In the host I’m using Python3.8 installed via anaconda, and the libpython3 library is there:

angelv@sieladon:~/.../Utilities/HDF5-UDF$ python --version
Python 3.8.6
angelv@sieladon:~/.../Utilities/HDF5-UDF$ conda env list
# conda environments:
#
                         /home/angelv/.julia/conda/3
base                  *  /home/angelv/local/prog_langs/anaconda3
chianti                  /home/angelv/local/prog_langs/anaconda3/envs/chianti
chianti8                 /home/angelv/local/prog_langs/anaconda3/envs/chianti8
python_hpc               /home/angelv/local/prog_langs/anaconda3/envs/python_hpc

angelv@sieladon:~/.../Utilities/HDF5-UDF$ find /home/angelv/local/prog_langs/anaconda3/lib -name 'libpython3*'
/home/angelv/local/prog_langs/anaconda3/lib/libpython3.so
/home/angelv/local/prog_langs/anaconda3/lib/libpython3.8.so
/home/angelv/local/prog_langs/anaconda3/lib/libpython3.8.so.1.0
angelv@sieladon:~/.../Utilities/HDF5-UDF$

Could you try to export LD_LIBRARY_PATH=$LD_LIBRARY_PATH:/home/angelv/local/prog_langs/anaconda3/lib/ and retry? Also, do you have HDF5_PLUGIN_PATH set to the location where libhdf5-udf.so is saved?

Out of curiosity, which version of Python are you running inside the container? Another useful test is to run the C++ example so we know if the problem is indeed related to Python or not.

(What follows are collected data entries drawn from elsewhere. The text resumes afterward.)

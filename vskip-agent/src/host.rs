//! Host player interface
//!
//! The host tells the agent when a new playback session starts and
//! hands out the video surface for the item now playing. Both arrive
//! through explicit interfaces rather than ambient globals, so tests
//! and the sim binary can stand in for a real player.

use std::sync::Arc;

use serde::{Deserialize, Serialize};
use tokio::sync::broadcast;

use vskip_common::{EpisodeIdentity, Error, Result};

use crate::surface::VideoSurface;

/// Item payload attached to a playback notification
///
/// Hosts populate what they know; all fields are optional here and
/// validated by `identity()` before a session is accepted.
#[derive(Debug, Clone, Default, PartialEq, Serialize, Deserialize)]
pub struct PlayerItem {
    /// Series id in the metadata provider's namespace
    pub series_id: Option<u64>,
    /// Season number
    pub season: Option<u32>,
    /// Episode number within the season
    pub episode: Option<u32>,
    /// Display title, for logging only
    pub title: Option<String>,
}

impl PlayerItem {
    /// Extract a validated episode identity
    ///
    /// Every field must be present and strictly positive; anything else
    /// aborts session setup with `MissingIdentity`.
    pub fn identity(&self) -> Result<EpisodeIdentity> {
        let series_id = self
            .series_id
            .filter(|id| *id > 0)
            .ok_or_else(|| Error::MissingIdentity("series id".to_string()))?;
        let season = self
            .season
            .filter(|s| *s > 0)
            .ok_or_else(|| Error::MissingIdentity("season".to_string()))?;
        let episode = self
            .episode
            .filter(|e| *e > 0)
            .ok_or_else(|| Error::MissingIdentity("episode".to_string()))?;

        Ok(EpisodeIdentity {
            series_id,
            season,
            episode,
        })
    }
}

/// Notifications delivered by the host
#[derive(Debug, Clone)]
pub enum HostEvent {
    /// A new playback session is ready/starting
    ///
    /// Always supersedes the previous session, if any.
    PlaybackStarted { item: PlayerItem },

    /// The player was torn down without starting a new session
    PlaybackStopped,
}

/// The host player as seen by the agent
pub trait PlayerHost: Send + Sync {
    /// Subscribe to host notifications
    fn subscribe(&self) -> broadcast::Receiver<HostEvent>;

    /// The video surface for the item now playing, if one exists
    fn video_surface(&self) -> Option<Arc<dyn VideoSurface>>;
}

Hi, the issue was the HDF5_PLUGIN_PATH, which I had not set outside the container. After setting that, this example works just fine.

I will try to do more complex tests in the coming days and I’ll let you know if I have any issues.

Many thanks,

1 Like

It’s great that it’s working for you now! Please let me know how it goes. Have fun!